## Task brief
Look through the data below and extract, unchanged, the lines from the one that contains "opener.open(&path).await.unwrap();" to the one that contains "drop(first);", both included.

## Data to examine
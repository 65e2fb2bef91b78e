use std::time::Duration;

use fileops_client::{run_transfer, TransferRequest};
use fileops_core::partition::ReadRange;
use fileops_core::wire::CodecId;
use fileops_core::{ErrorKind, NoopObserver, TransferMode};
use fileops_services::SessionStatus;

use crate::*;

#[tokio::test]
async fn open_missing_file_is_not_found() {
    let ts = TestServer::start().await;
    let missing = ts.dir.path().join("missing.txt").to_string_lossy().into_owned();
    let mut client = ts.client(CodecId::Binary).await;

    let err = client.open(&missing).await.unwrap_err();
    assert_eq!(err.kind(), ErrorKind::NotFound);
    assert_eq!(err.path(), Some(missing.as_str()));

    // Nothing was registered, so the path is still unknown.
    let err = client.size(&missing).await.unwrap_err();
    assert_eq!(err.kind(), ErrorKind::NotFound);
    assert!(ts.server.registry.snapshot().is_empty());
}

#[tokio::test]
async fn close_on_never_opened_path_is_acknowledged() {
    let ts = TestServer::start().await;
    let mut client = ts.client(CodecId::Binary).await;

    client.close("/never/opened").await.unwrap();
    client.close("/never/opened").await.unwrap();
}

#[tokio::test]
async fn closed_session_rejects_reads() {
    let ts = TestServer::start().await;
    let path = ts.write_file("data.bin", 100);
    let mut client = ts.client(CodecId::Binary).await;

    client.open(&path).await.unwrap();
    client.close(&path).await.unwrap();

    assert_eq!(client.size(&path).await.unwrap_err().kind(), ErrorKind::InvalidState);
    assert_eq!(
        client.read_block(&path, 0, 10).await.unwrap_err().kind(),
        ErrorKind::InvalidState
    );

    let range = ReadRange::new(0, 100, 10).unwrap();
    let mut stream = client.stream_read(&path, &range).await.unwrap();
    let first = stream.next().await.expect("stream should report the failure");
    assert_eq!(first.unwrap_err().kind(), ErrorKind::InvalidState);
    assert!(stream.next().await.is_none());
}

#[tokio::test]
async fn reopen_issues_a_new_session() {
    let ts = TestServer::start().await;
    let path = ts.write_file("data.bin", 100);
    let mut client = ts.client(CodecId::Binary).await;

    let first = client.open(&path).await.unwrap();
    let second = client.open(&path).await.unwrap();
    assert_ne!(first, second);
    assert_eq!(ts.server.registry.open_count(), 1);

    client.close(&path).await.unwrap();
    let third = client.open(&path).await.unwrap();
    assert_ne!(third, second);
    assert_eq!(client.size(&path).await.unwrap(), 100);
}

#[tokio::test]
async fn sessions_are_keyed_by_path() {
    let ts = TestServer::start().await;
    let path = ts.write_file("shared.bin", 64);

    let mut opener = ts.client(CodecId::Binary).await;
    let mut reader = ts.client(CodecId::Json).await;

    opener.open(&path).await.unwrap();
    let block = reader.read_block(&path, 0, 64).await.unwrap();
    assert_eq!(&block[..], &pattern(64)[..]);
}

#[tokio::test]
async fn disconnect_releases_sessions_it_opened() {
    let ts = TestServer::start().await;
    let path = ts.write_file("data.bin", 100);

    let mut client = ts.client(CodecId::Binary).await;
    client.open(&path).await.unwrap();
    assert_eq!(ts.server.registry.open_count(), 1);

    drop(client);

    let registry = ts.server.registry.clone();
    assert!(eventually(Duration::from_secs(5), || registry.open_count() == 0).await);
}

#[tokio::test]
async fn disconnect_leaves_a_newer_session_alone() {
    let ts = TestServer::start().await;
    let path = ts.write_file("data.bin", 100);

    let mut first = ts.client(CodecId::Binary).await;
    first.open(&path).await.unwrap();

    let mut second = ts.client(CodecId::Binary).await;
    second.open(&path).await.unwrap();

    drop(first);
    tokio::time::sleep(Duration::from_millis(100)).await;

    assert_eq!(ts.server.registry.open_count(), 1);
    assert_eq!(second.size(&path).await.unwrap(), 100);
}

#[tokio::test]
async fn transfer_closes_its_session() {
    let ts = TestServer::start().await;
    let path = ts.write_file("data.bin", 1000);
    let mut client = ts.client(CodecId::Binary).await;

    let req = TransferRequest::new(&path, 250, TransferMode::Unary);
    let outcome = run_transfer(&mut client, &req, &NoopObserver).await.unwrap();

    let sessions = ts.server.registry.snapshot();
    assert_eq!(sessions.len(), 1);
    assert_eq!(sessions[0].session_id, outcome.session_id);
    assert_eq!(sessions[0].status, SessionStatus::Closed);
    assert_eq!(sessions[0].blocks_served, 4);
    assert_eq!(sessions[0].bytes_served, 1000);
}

--

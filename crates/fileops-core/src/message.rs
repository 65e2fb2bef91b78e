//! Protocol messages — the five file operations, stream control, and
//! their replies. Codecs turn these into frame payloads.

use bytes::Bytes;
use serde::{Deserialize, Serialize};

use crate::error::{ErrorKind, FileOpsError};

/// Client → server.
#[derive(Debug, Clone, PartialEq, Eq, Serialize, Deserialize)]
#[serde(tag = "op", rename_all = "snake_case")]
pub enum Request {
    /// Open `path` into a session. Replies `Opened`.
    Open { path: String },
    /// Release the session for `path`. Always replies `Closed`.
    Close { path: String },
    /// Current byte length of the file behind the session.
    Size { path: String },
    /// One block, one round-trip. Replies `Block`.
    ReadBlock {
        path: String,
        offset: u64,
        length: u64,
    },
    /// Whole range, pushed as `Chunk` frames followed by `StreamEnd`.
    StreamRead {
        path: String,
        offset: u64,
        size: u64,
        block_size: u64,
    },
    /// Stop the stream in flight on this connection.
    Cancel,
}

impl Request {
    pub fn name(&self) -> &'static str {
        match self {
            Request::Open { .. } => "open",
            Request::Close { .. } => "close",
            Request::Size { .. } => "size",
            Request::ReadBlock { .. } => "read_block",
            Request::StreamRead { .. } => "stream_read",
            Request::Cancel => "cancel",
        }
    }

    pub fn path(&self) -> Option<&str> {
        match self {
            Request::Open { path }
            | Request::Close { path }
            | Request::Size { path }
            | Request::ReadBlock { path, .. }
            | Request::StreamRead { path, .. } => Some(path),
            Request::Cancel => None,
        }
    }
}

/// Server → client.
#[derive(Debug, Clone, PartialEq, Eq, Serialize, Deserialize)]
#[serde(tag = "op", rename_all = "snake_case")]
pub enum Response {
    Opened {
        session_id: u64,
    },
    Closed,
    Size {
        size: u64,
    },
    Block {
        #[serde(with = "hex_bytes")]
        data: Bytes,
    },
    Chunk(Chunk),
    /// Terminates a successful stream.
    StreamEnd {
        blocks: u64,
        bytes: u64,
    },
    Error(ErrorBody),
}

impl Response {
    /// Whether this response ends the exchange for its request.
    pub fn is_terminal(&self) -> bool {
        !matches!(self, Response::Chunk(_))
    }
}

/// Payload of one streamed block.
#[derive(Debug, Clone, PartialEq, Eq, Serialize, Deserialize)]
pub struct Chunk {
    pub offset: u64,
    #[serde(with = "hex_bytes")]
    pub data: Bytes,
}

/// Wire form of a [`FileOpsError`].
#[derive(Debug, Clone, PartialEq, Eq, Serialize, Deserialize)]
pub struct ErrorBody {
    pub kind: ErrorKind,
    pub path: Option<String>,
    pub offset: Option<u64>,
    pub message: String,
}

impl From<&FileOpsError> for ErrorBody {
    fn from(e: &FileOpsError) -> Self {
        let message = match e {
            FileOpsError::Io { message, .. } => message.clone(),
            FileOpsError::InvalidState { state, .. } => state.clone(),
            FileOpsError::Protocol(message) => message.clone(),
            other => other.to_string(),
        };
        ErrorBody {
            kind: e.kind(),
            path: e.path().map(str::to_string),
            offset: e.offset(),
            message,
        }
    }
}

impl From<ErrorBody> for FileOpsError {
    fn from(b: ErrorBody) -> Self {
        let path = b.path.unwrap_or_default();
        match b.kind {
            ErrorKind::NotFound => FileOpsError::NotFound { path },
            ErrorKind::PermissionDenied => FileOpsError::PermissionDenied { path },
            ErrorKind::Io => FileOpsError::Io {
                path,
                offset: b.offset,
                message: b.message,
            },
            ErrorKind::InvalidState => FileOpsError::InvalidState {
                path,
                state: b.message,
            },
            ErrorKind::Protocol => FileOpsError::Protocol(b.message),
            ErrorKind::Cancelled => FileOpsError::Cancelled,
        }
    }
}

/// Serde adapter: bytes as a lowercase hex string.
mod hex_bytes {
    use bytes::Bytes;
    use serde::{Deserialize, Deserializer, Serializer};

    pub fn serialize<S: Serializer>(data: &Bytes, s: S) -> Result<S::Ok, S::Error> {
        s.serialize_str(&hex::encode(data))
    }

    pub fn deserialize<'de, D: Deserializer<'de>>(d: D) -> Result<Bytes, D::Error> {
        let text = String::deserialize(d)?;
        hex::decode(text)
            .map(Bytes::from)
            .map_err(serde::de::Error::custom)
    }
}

* * *

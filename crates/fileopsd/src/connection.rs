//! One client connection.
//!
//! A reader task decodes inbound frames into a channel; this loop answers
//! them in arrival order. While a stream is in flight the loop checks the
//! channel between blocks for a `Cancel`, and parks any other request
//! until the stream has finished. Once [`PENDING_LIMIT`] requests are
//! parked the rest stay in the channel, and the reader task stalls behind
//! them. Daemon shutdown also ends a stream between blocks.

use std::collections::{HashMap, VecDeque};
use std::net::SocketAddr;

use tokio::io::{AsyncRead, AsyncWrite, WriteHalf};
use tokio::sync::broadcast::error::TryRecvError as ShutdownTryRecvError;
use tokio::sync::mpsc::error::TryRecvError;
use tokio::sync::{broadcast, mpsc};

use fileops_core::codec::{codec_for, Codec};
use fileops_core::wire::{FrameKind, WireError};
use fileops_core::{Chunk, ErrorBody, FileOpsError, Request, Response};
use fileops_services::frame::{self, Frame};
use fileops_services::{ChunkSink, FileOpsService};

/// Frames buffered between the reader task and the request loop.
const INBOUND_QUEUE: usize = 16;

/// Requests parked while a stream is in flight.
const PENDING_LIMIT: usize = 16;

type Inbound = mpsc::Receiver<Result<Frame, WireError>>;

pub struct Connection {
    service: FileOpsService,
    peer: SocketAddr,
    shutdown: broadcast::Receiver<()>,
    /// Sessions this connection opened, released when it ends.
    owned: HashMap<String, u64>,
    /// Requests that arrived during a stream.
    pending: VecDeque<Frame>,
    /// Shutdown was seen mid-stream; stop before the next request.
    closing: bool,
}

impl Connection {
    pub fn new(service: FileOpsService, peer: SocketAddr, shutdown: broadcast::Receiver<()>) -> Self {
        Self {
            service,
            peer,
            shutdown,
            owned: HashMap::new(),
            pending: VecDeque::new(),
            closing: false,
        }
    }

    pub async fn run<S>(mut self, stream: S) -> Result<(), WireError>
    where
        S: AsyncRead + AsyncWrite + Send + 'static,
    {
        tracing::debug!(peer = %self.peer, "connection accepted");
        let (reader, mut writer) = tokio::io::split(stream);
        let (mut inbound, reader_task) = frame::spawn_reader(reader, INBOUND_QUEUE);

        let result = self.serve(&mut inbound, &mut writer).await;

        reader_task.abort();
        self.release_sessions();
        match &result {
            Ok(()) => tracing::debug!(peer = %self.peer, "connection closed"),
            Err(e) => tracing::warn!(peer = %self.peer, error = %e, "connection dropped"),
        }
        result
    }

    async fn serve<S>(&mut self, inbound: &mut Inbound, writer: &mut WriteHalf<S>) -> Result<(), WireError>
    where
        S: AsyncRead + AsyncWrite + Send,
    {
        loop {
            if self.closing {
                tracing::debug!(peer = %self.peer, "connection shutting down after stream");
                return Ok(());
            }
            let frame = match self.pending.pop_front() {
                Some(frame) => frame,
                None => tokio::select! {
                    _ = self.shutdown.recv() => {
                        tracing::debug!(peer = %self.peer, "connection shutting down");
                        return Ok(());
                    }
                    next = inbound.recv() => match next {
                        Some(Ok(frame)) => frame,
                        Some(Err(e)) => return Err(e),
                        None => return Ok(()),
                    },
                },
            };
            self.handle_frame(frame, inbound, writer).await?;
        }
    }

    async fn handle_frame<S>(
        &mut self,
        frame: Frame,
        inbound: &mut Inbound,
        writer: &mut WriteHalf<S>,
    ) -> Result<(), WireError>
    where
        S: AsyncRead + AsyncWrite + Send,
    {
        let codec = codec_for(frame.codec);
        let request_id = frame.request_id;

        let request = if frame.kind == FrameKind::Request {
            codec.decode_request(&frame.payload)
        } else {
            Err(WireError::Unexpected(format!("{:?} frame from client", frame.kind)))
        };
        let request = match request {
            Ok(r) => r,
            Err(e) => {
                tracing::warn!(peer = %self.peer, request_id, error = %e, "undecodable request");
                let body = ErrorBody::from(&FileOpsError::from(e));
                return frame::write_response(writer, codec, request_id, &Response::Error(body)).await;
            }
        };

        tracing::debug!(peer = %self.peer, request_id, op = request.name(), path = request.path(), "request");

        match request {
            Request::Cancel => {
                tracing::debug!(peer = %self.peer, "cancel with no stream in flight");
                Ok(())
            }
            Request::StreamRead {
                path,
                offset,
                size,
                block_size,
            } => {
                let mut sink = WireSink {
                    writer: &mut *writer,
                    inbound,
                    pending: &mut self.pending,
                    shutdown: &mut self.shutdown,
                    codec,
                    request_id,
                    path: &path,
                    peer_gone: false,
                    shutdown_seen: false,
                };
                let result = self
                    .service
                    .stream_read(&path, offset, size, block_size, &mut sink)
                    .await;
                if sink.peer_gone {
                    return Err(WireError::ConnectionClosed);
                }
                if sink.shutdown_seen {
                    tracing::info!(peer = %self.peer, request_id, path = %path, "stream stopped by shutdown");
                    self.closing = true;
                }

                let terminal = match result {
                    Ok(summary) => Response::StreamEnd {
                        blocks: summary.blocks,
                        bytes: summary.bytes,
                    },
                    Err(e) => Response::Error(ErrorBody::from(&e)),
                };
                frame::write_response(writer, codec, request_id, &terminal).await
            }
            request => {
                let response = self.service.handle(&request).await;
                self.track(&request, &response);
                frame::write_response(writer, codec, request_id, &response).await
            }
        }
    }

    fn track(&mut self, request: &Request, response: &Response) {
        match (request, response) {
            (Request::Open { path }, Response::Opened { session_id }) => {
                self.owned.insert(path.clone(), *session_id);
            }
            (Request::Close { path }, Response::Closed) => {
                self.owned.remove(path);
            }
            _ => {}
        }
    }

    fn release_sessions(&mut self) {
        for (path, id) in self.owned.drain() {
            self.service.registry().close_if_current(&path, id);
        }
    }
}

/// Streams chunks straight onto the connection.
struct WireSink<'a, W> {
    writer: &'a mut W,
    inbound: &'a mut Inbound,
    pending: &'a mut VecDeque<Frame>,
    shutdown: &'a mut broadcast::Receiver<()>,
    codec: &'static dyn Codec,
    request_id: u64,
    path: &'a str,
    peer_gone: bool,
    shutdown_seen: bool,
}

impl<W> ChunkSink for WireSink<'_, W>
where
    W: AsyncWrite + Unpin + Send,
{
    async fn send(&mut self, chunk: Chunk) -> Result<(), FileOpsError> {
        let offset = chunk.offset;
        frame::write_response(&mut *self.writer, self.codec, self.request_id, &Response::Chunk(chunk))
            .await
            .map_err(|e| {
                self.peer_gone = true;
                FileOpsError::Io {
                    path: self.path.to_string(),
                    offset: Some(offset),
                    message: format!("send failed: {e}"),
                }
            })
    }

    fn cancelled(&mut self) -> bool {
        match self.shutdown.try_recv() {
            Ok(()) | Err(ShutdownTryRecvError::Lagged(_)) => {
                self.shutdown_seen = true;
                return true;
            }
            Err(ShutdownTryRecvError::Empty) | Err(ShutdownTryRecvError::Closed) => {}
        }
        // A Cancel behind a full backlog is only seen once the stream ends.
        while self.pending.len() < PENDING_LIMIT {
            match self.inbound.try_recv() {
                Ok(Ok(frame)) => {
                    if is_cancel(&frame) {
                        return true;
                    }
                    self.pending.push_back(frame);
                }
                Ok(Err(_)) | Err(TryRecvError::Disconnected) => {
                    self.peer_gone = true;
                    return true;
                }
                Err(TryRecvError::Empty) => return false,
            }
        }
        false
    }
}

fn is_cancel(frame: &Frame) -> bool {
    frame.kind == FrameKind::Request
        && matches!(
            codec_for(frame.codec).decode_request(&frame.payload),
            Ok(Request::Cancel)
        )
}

## Answer to the exercise
    opener.open(&path).await.unwrap();
    let block = reader.read_block(&path, 0, 64).await.unwrap();
    assert_eq!(&block[..], &pattern(64)[..]);
}

#[tokio::test]
async fn disconnect_releases_sessions_it_opened() {
    let ts = TestServer::start().await;
    let path = ts.write_file("data.bin", 100);

    let mut client = ts.client(CodecId::Binary).await;
    client.open(&path).await.unwrap();
    assert_eq!(ts.server.registry.open_count(), 1);

    drop(client);

    let registry = ts.server.registry.clone();
    assert!(eventually(Duration::from_secs(5), || registry.open_count() == 0).await);
}

#[tokio::test]
async fn disconnect_leaves_a_newer_session_alone() {
    let ts = TestServer::start().await;
    let path = ts.write_file("data.bin", 100);

    let mut first = ts.client(CodecId::Binary).await;
    first.open(&path).await.unwrap();

    let mut second = ts.client(CodecId::Binary).await;
    second.open(&path).await.unwrap();

    drop(first);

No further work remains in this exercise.